The data.
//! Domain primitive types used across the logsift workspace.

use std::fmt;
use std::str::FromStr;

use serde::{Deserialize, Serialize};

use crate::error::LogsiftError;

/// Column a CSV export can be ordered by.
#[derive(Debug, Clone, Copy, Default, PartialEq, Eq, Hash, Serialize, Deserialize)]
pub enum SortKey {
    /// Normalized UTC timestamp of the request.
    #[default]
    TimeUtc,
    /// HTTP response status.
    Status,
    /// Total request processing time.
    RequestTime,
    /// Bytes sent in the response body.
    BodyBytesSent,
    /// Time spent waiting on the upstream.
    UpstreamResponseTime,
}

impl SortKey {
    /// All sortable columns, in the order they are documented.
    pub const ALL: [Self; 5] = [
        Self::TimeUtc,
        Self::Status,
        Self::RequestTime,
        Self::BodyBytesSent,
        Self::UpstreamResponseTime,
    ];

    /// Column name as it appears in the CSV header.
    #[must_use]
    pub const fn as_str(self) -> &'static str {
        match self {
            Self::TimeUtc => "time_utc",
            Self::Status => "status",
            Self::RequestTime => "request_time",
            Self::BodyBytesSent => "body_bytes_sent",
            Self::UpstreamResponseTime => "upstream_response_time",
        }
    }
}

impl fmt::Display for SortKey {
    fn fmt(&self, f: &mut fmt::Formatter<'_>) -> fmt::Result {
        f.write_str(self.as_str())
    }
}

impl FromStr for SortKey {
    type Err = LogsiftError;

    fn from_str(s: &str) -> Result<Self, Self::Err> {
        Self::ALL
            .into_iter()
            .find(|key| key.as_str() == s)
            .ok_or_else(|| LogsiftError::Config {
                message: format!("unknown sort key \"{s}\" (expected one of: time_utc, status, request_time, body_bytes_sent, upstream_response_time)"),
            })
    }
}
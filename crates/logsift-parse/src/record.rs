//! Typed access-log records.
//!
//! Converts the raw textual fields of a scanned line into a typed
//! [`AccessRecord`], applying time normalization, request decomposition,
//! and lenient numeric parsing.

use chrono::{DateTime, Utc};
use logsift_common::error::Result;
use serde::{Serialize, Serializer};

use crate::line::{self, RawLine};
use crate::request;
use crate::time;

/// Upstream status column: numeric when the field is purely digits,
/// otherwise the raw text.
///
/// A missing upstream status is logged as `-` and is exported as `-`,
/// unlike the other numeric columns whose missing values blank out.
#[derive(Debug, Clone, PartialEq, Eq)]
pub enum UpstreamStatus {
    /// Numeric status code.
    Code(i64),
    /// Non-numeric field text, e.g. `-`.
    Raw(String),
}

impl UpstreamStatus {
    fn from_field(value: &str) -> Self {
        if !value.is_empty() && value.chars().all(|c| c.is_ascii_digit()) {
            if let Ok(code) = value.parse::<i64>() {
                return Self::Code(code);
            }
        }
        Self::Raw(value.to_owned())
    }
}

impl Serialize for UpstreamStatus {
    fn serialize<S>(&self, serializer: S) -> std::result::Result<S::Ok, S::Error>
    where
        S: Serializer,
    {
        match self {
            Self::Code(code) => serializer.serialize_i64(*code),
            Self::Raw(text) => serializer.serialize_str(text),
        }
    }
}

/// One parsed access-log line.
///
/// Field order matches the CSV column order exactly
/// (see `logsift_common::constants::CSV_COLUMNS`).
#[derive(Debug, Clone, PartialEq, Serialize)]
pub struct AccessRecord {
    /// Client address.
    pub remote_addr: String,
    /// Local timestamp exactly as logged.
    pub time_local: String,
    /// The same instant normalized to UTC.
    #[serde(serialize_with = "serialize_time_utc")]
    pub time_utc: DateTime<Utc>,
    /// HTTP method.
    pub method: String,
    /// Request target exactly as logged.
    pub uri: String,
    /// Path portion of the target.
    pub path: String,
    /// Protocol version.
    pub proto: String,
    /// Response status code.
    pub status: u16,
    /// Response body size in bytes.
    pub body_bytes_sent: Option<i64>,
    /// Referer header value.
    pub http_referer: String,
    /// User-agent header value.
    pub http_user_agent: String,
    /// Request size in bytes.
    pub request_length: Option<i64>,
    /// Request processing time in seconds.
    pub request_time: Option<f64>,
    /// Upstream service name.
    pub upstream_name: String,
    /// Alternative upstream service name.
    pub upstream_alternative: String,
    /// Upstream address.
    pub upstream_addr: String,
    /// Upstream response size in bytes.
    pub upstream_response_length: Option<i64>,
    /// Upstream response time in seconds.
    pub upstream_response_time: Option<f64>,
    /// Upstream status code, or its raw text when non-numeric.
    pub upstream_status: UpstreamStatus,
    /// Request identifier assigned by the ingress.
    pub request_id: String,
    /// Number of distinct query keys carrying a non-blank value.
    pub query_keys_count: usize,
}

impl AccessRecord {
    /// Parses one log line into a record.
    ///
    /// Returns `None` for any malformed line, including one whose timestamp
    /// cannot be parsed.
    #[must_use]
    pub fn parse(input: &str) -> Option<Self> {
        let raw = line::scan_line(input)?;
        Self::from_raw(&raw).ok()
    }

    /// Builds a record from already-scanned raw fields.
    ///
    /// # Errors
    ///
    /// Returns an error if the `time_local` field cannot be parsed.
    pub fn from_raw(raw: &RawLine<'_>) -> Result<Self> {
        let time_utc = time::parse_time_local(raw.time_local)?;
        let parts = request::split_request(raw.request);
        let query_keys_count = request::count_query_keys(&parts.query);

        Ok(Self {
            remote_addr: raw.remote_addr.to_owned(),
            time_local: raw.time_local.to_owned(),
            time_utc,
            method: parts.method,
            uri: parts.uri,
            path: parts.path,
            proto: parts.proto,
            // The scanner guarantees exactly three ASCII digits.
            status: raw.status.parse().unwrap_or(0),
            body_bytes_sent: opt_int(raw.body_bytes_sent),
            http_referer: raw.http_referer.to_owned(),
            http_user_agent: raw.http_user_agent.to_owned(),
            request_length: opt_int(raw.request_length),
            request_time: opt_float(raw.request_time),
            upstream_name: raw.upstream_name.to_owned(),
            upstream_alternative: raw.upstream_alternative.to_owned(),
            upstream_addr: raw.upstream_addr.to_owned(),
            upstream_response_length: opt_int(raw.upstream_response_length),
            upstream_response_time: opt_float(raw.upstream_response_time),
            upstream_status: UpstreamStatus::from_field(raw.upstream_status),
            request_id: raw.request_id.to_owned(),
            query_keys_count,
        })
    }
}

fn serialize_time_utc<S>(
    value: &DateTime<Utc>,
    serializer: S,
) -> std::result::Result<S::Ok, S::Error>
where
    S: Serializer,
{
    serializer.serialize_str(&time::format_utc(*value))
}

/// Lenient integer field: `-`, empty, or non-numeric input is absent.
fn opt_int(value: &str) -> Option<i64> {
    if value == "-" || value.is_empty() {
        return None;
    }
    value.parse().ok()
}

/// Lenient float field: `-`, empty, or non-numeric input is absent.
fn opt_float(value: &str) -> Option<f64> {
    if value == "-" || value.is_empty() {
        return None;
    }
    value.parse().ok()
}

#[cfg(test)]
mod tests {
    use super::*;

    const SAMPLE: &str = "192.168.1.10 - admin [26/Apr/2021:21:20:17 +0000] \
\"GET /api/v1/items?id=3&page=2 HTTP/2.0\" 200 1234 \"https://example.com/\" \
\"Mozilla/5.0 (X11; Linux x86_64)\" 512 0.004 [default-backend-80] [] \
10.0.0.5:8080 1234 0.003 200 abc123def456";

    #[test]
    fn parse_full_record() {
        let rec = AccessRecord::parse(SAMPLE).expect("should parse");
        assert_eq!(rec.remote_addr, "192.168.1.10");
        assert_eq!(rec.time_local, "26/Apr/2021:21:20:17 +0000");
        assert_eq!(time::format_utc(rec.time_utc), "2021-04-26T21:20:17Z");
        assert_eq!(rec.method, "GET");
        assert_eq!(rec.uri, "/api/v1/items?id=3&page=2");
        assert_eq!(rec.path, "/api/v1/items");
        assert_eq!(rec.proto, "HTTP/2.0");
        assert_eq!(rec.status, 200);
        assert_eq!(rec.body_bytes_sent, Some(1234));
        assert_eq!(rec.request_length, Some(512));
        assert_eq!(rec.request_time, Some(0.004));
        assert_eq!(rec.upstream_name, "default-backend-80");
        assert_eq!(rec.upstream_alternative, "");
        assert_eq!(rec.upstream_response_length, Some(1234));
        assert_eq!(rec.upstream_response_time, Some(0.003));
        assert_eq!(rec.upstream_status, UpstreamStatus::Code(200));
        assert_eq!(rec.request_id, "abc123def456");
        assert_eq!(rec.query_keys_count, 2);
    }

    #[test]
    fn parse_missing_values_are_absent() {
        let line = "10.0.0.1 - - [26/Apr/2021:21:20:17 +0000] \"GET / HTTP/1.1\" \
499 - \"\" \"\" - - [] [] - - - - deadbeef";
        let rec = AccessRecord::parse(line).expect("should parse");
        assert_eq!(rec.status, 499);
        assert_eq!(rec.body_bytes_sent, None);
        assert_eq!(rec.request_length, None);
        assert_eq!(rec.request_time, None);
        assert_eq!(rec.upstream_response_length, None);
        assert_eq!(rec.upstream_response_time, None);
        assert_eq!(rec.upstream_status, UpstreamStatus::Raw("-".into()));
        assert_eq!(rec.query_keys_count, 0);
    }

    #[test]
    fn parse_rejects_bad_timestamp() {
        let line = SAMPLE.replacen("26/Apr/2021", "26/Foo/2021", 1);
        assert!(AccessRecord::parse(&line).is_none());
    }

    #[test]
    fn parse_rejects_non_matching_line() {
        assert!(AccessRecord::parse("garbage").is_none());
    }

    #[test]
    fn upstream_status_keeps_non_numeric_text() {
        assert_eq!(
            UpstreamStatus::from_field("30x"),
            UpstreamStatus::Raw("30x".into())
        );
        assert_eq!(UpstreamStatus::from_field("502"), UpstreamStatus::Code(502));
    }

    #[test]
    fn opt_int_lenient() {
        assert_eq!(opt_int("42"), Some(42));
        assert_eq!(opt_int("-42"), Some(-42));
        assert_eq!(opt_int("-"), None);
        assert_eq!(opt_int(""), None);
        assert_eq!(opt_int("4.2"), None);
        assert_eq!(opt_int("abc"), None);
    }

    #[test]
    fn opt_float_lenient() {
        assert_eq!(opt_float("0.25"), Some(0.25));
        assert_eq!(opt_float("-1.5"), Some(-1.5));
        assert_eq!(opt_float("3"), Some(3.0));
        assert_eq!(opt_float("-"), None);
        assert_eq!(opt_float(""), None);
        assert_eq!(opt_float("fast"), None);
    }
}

Problem to work on. The number of lines in the data that hold "method" is all that should be given.

Solution for this exercise. 4